JULIO HERRANZ

Hasta el próximo 31 de marzo la galería Àmbit de Barcelona presenta una exposición con la última obra del escultor Franco Monti (Milán, 1931- Eivissa, 2008), que coincide con el primer aniversario de su muerte en la isla, donde el reconocido escultor italiano residía desde los años 80. Obras realizadas en su estudio ibicenco, su refugio favorito, que encontró tras recorrer varios países africanos, Perú, México y Nueva Guinea. «Trabajar en su casa-estudio era una de las cosas que más apasionaban a Franco Montí. De allí salieron todas sus esculturas, impregnadas de fuerza, corporalidad y de unas formas que no olvidan su pasado africano», según apunta la nota informativa de Àmbit.

Una influencia africana que no es tanto por la forma, sino por la manera de concebirla. El escultor africano pasaba largas horas meditando y reflexionado sobre la escultura y después la realizaba en poco tiempo. «Era la materialización de su sueño». De igual forma, Monti pensaba en la estructura de sus obras mucho tiempo antes de hacerlas, las soñaba y las racionalizaba. Un periodo de reflexión que era fundamental para él: «Es el momento que más me gusta recordar, cuando sientes vibraciones, el aire que deja paso a la forma que se expande en tu pensamiento».

Influencia africana

Franco Monti, que destacó en su faceta de importante coleccionista, comenzó a interesarse por el arte visitando exposiciones de Rouault o Picasso, pero pronto se dio cuenta de que lo que le interesaba realmente era la escultura, pero no la griega clásica, sino la egipcia, la sumeria y el arte africano de intenso y arcano contenido. Así, quedó tan fascinado por la escultura africana, que definía como «un arte en el que conviven abstracción y naturalismo», que decidió aventurarse durante 30 años en el continente negro.

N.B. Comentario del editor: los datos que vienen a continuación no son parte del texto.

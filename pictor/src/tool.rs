//! Tool definitions and the [`Toolset`] seam the runner dispatches through.

use std::sync::Arc;

use async_trait::async_trait;
use serde::{Deserialize, Serialize};
use serde_json::Value;

use crate::error::Result;
use crate::event::ToolResponse;

/// A tool as advertised to the model.
#[derive(Debug, Clone, PartialEq, Serialize, Deserialize)]
pub struct ToolDefinition {
    /// Unique tool name.
    pub name: String,
    /// What the tool does.
    #[serde(default)]
    pub description: String,
    /// JSON Schema of the arguments.
    #[serde(default)]
    pub parameters: Value,
}

impl ToolDefinition {
    /// Create a definition.
    #[must_use]
    pub fn new(name: impl Into<String>, description: impl Into<String>, parameters: Value) -> Self {
        Self {
            name: name.into(),
            description: description.into(),
            parameters,
        }
    }

    /// Get the tool name.
    #[must_use]
    pub fn name(&self) -> &str {
        &self.name
    }
}

/// A group of tools served by one backend.
#[async_trait]
pub trait Toolset: Send + Sync {
    /// Definitions of every tool this set exposes.
    fn definitions(&self) -> Vec<ToolDefinition>;

    /// Whether this set exposes a tool with the given name.
    fn contains(&self, name: &str) -> bool {
        self.definitions().iter().any(|def| def.name == name)
    }

    /// Invoke a tool with JSON arguments.
    ///
    /// # Errors
    ///
    /// Returns an error if the tool is unknown or the backend fails.
    async fn call(&self, name: &str, args: Value) -> Result<ToolResponse>;
}

/// Type alias for an Arc-wrapped toolset.
pub type SharedToolset = Arc<dyn Toolset>;
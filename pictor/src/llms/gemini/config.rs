//! Gemini client configuration.

use std::time::Duration;

use serde::{Deserialize, Serialize};

/// Retry policy for Gemini HTTP calls.
///
/// Delays grow as `initial_delay_secs * exp_base^(retry - 1)`, capped at
/// `max_delay_secs`, plus up to `jitter` seconds of random jitter. `attempts`
/// counts every try including the first. Only responses whose status is in
/// `http_status_codes` are retried.
#[derive(Debug, Clone, PartialEq, Serialize, Deserialize)]
#[serde(default, deny_unknown_fields)]
pub struct RetryOptions {
    /// Total attempts, including the first.
    pub attempts: u32,
    /// Exponential backoff base.
    pub exp_base: f64,
    /// Delay before the first retry, in seconds.
    pub initial_delay_secs: f64,
    /// Upper bound on a single delay, in seconds.
    pub max_delay_secs: f64,
    /// Maximum random jitter added to each delay, in seconds.
    pub jitter: f64,
    /// HTTP status codes that trigger a retry.
    pub http_status_codes: Vec<u16>,
}

impl Default for RetryOptions {
    fn default() -> Self {
        Self {
            attempts: 5,
            exp_base: 7.0,
            initial_delay_secs: 1.0,
            max_delay_secs: 60.0,
            jitter: 1.0,
            http_status_codes: vec![429, 500, 503, 504],
        }
    }
}

impl RetryOptions {
    /// A policy that never retries.
    #[must_use]
    pub fn disabled() -> Self {
        Self {
            attempts: 1,
            ..Self::default()
        }
    }

    /// Whether a response with this status should be retried.
    #[must_use]
    pub fn should_retry(&self, status: u16) -> bool {
        self.http_status_codes.contains(&status)
    }

    /// Upper bound, in seconds, for any single delay or jitter setting.
    pub const MAX_DELAY_SECS: f64 = 3600.0;

    /// Check that every setting yields a usable backoff.
    ///
    /// # Errors
    ///
    /// Returns a message naming the first out-of-range setting.
    pub fn validate(&self) -> Result<(), String> {
        if self.attempts == 0 {
            return Err("attempts must be at least 1".to_owned());
        }
        if !self.exp_base.is_finite() || self.exp_base < 1.0 {
            return Err("exp_base must be a finite number of at least 1.0".to_owned());
        }
        for (name, secs) in [
            ("initial_delay_secs", self.initial_delay_secs),
            ("max_delay_secs", self.max_delay_secs),
            ("jitter", self.jitter),
        ] {
            if !(0.0..=Self::MAX_DELAY_SECS).contains(&secs) {
                return Err(format!(
                    "{name} must be between 0 and {} seconds",
                    Self::MAX_DELAY_SECS
                ));
            }
        }
        Ok(())
    }

    /// Backoff before retry number `retry` (1-based), without jitter.
    ///
    /// Never exceeds `max_delay_secs` or [`Self::MAX_DELAY_SECS`].
    #[must_use]
    pub fn base_delay(&self, retry: u32) -> Duration {
        let exponent = i32::try_from(retry.saturating_sub(1)).unwrap_or(i32::MAX);
        let secs = self.initial_delay_secs * self.exp_base.powi(exponent);
        bounded_secs(secs.min(self.max_delay_secs))
    }

    /// Backoff before retry number `retry` (1-based), with jitter applied.
    #[must_use]
    pub fn delay_for(&self, retry: u32) -> Duration {
        let jitter = if self.jitter > 0.0 {
            bounded_secs(fastrand::f64() * self.jitter)
        } else {
            Duration::ZERO
        };
        self.base_delay(retry).saturating_add(jitter)
    }
}

/// Seconds as a duration in `0..=MAX_DELAY_SECS`; NaN and negatives are zero.
fn bounded_secs(secs: f64) -> Duration {
    Duration::try_from_secs_f64(secs.min(RetryOptions::MAX_DELAY_SECS)).unwrap_or(Duration::ZERO)
}

/// Configuration for the Gemini client.
#[derive(Clone)]
pub struct GeminiConfig {
    /// API key for authentication.
    pub api_key: String,
    /// Base URL for the API.
    pub base_url: String,
    /// Default model, used when a request names none.
    pub model: String,
    /// Request timeout in seconds.
    pub timeout_secs: Option<u64>,
    /// Retry policy.
    pub retry: RetryOptions,
}

impl std::fmt::Debug for GeminiConfig {
    fn fmt(&self, f: &mut std::fmt::Formatter<'_>) -> std::fmt::Result {
        f.debug_struct("GeminiConfig")
            .field("api_key", &"[REDACTED]")
            .field("base_url", &self.base_url)
            .field("model", &self.model)
            .field("timeout_secs", &self.timeout_secs)
            .field("retry", &self.retry)
            .finish()
    }
}

impl GeminiConfig {
    /// Default Gemini API base URL.
    pub const DEFAULT_BASE_URL: &'static str = "https://generativelanguage.googleapis.com/v1beta";
    /// Default model.
    pub const DEFAULT_MODEL: &'static str = "gemini-2.5-flash-lite";

    /// Creates a new configuration with the given API key.
    #[must_use]
    pub fn new(api_key: impl Into<String>) -> Self {
        Self {
            api_key: api_key.into(),
            base_url: Self::DEFAULT_BASE_URL.to_owned(),
            model: Self::DEFAULT_MODEL.to_owned(),
            timeout_secs: Some(120),
            retry: RetryOptions::default(),
        }
    }

    /// Sets the base URL.
    #[must_use]
    pub fn with_base_url(mut self, url: impl Into<String>) -> Self {
        self.base_url = url.into();
        self
    }

    /// Sets the default model.
    #[must_use]
    pub fn with_model(mut self, model: impl Into<String>) -> Self {
        self.model = model.into();
        self
    }

    /// Sets the request timeout.
    #[must_use]
    pub const fn with_timeout(mut self, secs: u64) -> Self {
        self.timeout_secs = Some(secs);
        self
    }

    /// Sets the retry policy.
    #[must_use]
    pub fn with_retry(mut self, retry: RetryOptions) -> Self {
        self.retry = retry;
        self
    }
}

En los años 50 Monti comenzó a moldear y a esculpir en piedra figuras antropomórficas con tendencias abstractas; lanzándose más tarde al ensayo con nuevos materiales como la madera, el hierro o el cartón piedra. Sin embargo, fue al retirarse en Eivissa a principio de los 80 cuando se reencontró con la escultura, en una etapa productiva en la que el clima, la luz, el silencio y el mar le transmitían una atmósfera bien propicia para su trabajo.

Sobre su proceso creativo, Franco Monti opinaba que «la forma de una escultura nace en el silencio del sueño y se ensancha en aquel espacio mágico que no tiene límites precisos, tan sólo la oscura cáscara de la noche. Luego el sueño se hace realidad, adquiere un cuerpo concreto y racional, con medidas precisas, peso y volumen. El color se funde con la materia (el hormigón) y llega a ser parte integrante de la obra, resaltando o atenuando soluciones expresivas».

Un proceso que parece «desarrollarse en el silencio, en una situación atemporal, a pesar del ruido ensordecedor de la máquina para cortar y lijar o del martillo y cincel. El polvo finísimo que envuelve los gestos del trabajo hacen de filtro protector, aisla del mundo exterior. Una vez acabada, la obra estará sola, autónoma. Tendría que dejar una huella, marcar un momento, por corto que sea, más concreto del deseo innato de cada humano de no ser enterrado en el olvido». Como no lo ha sido el entrañable artista, en cuya obra su espíritu sigue tan vivo como cuando fue creada.